▶ **RECORDS TO USE**
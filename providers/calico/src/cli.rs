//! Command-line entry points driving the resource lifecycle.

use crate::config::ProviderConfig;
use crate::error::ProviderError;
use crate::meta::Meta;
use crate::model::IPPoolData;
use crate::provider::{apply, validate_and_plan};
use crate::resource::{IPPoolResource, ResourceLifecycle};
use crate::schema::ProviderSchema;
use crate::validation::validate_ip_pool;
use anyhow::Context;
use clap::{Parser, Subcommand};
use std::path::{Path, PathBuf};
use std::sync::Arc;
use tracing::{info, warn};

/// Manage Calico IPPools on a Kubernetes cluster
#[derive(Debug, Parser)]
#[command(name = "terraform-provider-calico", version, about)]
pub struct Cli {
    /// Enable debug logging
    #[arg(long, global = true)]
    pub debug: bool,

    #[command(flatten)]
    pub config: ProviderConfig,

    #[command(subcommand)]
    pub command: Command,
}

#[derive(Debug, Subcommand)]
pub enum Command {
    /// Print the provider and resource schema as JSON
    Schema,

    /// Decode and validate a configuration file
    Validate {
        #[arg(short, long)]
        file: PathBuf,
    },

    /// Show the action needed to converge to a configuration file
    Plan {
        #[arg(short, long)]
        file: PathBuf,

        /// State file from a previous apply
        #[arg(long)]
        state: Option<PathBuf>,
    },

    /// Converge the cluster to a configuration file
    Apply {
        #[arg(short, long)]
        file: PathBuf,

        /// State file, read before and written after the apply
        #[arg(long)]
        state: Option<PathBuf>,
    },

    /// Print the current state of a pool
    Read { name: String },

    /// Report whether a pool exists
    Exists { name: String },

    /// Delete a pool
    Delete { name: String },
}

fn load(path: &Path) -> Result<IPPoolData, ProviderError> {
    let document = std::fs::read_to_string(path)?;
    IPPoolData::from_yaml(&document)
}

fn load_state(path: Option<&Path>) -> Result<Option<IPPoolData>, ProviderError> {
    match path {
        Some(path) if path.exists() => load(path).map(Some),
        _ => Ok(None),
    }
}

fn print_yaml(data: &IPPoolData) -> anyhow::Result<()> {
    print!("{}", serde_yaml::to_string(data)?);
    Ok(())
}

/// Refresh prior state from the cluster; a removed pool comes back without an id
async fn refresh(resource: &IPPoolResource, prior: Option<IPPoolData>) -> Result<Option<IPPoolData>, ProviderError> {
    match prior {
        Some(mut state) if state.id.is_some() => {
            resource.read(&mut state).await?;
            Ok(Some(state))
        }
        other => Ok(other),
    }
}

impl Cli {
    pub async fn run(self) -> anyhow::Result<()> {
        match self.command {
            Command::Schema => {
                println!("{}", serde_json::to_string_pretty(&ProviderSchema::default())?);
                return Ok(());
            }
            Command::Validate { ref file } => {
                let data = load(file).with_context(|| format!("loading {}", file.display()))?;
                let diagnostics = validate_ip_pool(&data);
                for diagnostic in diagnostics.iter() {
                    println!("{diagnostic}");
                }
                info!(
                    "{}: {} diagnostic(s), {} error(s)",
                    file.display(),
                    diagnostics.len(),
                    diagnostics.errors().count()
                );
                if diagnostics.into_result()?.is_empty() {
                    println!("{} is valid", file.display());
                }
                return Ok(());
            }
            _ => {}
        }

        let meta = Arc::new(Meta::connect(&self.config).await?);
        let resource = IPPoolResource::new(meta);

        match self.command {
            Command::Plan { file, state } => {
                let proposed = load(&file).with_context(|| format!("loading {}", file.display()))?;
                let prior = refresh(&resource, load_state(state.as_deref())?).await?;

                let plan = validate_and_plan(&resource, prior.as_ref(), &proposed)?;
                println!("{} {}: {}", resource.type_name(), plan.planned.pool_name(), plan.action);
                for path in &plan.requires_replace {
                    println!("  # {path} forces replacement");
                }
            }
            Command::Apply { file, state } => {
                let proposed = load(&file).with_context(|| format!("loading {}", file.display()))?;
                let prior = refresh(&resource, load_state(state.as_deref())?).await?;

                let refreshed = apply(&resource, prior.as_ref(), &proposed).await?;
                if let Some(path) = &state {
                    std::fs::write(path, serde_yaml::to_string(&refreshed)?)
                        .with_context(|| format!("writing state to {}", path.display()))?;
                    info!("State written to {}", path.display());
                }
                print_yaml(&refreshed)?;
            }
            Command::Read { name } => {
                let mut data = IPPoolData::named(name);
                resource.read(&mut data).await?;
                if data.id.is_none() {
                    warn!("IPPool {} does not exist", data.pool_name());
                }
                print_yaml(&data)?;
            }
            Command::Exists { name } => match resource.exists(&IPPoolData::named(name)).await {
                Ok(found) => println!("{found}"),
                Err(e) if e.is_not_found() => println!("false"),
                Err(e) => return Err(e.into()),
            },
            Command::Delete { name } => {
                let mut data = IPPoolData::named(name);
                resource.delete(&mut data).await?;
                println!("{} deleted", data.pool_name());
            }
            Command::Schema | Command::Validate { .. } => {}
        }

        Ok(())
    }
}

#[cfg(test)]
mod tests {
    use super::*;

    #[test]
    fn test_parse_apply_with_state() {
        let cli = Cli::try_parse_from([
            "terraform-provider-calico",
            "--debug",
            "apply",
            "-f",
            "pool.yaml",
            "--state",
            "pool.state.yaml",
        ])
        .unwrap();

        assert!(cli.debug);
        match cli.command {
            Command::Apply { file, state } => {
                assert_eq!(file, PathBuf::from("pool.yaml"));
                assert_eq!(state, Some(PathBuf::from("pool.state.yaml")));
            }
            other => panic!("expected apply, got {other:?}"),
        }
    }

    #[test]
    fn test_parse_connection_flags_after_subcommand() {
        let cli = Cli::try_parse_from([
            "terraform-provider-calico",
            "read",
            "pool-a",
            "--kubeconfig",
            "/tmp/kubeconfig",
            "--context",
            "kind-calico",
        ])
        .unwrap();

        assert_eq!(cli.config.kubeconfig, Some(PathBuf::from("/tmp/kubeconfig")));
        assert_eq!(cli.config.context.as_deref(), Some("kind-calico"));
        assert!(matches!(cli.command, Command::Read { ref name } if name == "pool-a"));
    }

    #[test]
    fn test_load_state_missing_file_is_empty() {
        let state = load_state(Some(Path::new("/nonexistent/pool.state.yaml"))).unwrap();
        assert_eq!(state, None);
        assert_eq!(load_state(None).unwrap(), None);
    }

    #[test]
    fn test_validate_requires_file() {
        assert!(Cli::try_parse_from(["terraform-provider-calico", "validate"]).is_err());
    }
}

==

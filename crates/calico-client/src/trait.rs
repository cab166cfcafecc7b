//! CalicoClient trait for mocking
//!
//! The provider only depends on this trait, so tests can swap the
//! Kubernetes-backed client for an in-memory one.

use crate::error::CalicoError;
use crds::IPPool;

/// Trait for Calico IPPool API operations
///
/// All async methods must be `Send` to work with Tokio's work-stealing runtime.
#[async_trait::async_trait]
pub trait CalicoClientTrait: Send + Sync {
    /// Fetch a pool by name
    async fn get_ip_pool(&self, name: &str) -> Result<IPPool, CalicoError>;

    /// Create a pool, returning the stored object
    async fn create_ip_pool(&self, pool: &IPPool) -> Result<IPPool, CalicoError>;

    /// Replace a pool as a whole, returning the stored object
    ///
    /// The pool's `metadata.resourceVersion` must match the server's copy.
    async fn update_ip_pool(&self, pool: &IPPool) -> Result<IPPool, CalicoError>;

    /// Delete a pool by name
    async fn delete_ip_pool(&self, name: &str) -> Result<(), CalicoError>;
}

▶ **INSTRUCTIONS TO FOLLOW**
Wherever a line above contains "written", copy that line.

▶ **ANSWER FOR THIS EXERCISE**
        /// State file, read before and written after the apply
                    info!("State written to {}", path.display());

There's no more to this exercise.